Work instructions: Please show every line in the entries below that includes the word "PartialEq".

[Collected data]
----

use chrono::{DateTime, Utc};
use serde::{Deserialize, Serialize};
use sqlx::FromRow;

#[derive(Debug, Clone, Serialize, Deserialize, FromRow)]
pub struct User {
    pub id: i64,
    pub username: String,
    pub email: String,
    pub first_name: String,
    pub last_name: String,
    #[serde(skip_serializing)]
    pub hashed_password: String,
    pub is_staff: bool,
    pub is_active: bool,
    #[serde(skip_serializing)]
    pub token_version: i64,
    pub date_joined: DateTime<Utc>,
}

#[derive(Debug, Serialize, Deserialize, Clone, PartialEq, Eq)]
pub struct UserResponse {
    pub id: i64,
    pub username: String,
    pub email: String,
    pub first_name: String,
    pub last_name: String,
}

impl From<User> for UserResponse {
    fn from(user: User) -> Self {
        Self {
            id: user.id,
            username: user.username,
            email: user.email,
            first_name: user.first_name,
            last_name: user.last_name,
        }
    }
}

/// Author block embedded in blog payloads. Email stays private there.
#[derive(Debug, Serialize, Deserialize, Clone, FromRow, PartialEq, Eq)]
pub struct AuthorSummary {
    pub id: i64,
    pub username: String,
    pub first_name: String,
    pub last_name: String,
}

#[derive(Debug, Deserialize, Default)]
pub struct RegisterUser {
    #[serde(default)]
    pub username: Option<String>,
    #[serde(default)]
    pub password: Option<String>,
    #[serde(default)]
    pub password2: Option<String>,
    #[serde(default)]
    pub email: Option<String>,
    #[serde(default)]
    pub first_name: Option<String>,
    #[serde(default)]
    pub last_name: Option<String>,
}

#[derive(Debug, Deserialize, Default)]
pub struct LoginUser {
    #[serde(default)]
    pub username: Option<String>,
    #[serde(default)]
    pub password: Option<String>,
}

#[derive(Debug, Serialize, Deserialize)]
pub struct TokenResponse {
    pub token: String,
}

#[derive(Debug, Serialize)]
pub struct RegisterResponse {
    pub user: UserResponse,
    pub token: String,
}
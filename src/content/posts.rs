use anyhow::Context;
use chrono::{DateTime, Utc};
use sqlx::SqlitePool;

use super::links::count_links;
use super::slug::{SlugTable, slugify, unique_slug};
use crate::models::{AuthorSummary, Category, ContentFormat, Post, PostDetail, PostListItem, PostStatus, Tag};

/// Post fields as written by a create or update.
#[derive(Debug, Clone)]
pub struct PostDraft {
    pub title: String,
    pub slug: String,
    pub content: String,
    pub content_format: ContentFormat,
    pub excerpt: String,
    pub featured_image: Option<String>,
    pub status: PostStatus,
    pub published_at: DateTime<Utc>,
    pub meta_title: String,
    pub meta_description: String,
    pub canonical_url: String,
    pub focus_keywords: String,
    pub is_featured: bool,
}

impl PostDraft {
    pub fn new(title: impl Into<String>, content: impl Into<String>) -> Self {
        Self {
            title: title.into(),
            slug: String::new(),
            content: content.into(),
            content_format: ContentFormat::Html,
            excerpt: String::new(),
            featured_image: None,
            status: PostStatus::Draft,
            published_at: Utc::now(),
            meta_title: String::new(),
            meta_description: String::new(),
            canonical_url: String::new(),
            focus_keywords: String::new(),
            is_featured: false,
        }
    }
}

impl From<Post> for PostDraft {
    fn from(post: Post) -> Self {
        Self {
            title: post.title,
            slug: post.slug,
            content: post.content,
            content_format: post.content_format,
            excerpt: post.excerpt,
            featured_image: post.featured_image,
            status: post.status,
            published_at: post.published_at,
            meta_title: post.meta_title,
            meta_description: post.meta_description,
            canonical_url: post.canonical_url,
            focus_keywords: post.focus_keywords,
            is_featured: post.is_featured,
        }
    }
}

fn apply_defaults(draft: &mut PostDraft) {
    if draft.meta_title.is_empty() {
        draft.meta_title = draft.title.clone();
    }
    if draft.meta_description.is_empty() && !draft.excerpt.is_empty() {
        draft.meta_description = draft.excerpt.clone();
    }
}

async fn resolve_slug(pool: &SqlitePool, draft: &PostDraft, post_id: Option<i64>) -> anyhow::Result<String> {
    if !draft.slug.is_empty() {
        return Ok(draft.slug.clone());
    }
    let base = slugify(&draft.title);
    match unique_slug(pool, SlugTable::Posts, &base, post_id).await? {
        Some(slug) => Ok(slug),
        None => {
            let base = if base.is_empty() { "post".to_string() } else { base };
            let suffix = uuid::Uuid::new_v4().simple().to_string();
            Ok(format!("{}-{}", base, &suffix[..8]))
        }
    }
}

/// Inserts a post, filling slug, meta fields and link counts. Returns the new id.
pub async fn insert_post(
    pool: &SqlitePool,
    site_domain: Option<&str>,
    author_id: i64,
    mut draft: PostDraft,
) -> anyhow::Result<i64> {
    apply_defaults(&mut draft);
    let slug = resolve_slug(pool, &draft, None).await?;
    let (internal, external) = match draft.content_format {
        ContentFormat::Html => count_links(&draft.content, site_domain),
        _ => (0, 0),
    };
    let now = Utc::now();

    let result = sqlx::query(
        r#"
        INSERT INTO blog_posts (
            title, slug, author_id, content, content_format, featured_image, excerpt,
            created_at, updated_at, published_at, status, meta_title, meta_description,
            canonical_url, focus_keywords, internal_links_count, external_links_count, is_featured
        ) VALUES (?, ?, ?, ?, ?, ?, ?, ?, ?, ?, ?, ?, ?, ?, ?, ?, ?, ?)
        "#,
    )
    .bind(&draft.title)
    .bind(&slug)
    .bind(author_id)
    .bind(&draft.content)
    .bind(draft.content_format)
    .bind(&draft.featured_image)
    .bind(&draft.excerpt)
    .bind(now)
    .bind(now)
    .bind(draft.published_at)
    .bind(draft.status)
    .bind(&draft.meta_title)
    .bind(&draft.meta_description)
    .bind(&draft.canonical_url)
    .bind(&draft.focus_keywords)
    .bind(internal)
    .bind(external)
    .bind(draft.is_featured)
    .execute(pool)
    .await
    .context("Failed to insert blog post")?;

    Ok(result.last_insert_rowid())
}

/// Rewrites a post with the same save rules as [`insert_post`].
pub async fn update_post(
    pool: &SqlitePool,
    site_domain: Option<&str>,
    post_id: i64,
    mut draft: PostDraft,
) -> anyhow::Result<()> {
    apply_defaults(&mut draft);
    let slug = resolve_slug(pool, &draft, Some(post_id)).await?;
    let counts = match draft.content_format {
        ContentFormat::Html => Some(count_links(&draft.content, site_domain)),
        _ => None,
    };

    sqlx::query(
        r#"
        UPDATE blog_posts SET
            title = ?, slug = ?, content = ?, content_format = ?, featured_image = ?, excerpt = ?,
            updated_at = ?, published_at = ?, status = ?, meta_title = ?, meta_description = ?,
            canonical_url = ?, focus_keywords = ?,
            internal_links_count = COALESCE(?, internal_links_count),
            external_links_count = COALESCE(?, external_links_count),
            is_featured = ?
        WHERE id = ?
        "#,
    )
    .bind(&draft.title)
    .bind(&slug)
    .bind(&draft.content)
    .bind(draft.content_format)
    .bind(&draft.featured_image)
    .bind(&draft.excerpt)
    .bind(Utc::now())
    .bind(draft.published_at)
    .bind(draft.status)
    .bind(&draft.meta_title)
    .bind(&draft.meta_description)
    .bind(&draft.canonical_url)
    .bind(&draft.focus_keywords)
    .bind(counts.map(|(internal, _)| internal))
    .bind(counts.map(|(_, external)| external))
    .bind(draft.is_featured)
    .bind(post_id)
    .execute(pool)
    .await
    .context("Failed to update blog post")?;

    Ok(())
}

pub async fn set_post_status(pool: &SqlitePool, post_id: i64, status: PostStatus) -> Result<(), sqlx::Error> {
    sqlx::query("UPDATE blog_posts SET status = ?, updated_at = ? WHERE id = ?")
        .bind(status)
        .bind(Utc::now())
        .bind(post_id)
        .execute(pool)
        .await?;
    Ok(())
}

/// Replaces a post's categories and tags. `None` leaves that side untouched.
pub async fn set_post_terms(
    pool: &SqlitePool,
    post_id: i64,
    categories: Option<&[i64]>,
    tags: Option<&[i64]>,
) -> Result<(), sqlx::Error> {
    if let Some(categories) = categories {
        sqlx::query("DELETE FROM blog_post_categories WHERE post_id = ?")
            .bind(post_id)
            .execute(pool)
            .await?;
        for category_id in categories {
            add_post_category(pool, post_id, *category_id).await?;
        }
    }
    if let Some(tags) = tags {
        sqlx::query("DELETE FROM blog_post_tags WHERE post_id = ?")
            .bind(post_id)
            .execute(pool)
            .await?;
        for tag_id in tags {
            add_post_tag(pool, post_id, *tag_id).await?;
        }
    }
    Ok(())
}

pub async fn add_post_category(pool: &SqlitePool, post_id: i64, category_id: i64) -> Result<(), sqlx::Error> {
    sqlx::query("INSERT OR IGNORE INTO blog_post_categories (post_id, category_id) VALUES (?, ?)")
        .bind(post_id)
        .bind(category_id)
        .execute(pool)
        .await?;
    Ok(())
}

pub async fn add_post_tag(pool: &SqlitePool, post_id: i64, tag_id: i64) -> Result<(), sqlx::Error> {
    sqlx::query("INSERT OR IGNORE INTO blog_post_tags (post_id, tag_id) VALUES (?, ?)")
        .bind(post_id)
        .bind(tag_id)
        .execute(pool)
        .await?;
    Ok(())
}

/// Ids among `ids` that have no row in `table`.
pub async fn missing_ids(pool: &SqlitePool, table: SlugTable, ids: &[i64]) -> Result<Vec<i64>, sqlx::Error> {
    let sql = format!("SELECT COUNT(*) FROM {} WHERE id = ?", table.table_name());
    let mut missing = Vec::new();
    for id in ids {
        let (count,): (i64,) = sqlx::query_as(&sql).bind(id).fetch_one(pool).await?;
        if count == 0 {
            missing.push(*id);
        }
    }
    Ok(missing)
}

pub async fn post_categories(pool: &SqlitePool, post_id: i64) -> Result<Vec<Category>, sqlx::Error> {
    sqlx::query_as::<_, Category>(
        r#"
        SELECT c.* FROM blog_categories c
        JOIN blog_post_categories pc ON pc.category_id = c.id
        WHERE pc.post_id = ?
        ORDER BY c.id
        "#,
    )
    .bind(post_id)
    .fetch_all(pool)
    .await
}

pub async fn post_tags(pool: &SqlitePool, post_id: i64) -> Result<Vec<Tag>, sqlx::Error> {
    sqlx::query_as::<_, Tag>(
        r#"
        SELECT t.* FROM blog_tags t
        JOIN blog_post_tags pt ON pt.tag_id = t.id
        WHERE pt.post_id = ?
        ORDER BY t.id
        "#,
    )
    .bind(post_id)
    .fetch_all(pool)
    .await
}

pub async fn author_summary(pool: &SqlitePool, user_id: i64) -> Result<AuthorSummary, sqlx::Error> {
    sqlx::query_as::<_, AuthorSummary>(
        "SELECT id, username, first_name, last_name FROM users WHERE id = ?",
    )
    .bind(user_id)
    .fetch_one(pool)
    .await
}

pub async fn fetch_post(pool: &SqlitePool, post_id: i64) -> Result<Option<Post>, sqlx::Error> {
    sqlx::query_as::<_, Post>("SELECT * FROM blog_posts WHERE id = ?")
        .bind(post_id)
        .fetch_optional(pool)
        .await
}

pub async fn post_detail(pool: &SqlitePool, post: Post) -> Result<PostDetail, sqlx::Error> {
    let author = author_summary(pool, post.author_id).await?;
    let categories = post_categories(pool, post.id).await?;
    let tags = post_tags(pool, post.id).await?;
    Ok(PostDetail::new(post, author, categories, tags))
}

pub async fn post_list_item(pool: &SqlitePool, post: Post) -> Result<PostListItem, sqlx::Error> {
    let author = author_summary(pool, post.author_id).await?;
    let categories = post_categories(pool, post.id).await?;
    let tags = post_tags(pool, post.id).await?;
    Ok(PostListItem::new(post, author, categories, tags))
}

----

Answer for this exercise:
#[derive(Debug, Serialize, Deserialize, Clone, PartialEq, Eq)]
#[derive(Debug, Serialize, Deserialize, Clone, FromRow, PartialEq, Eq)]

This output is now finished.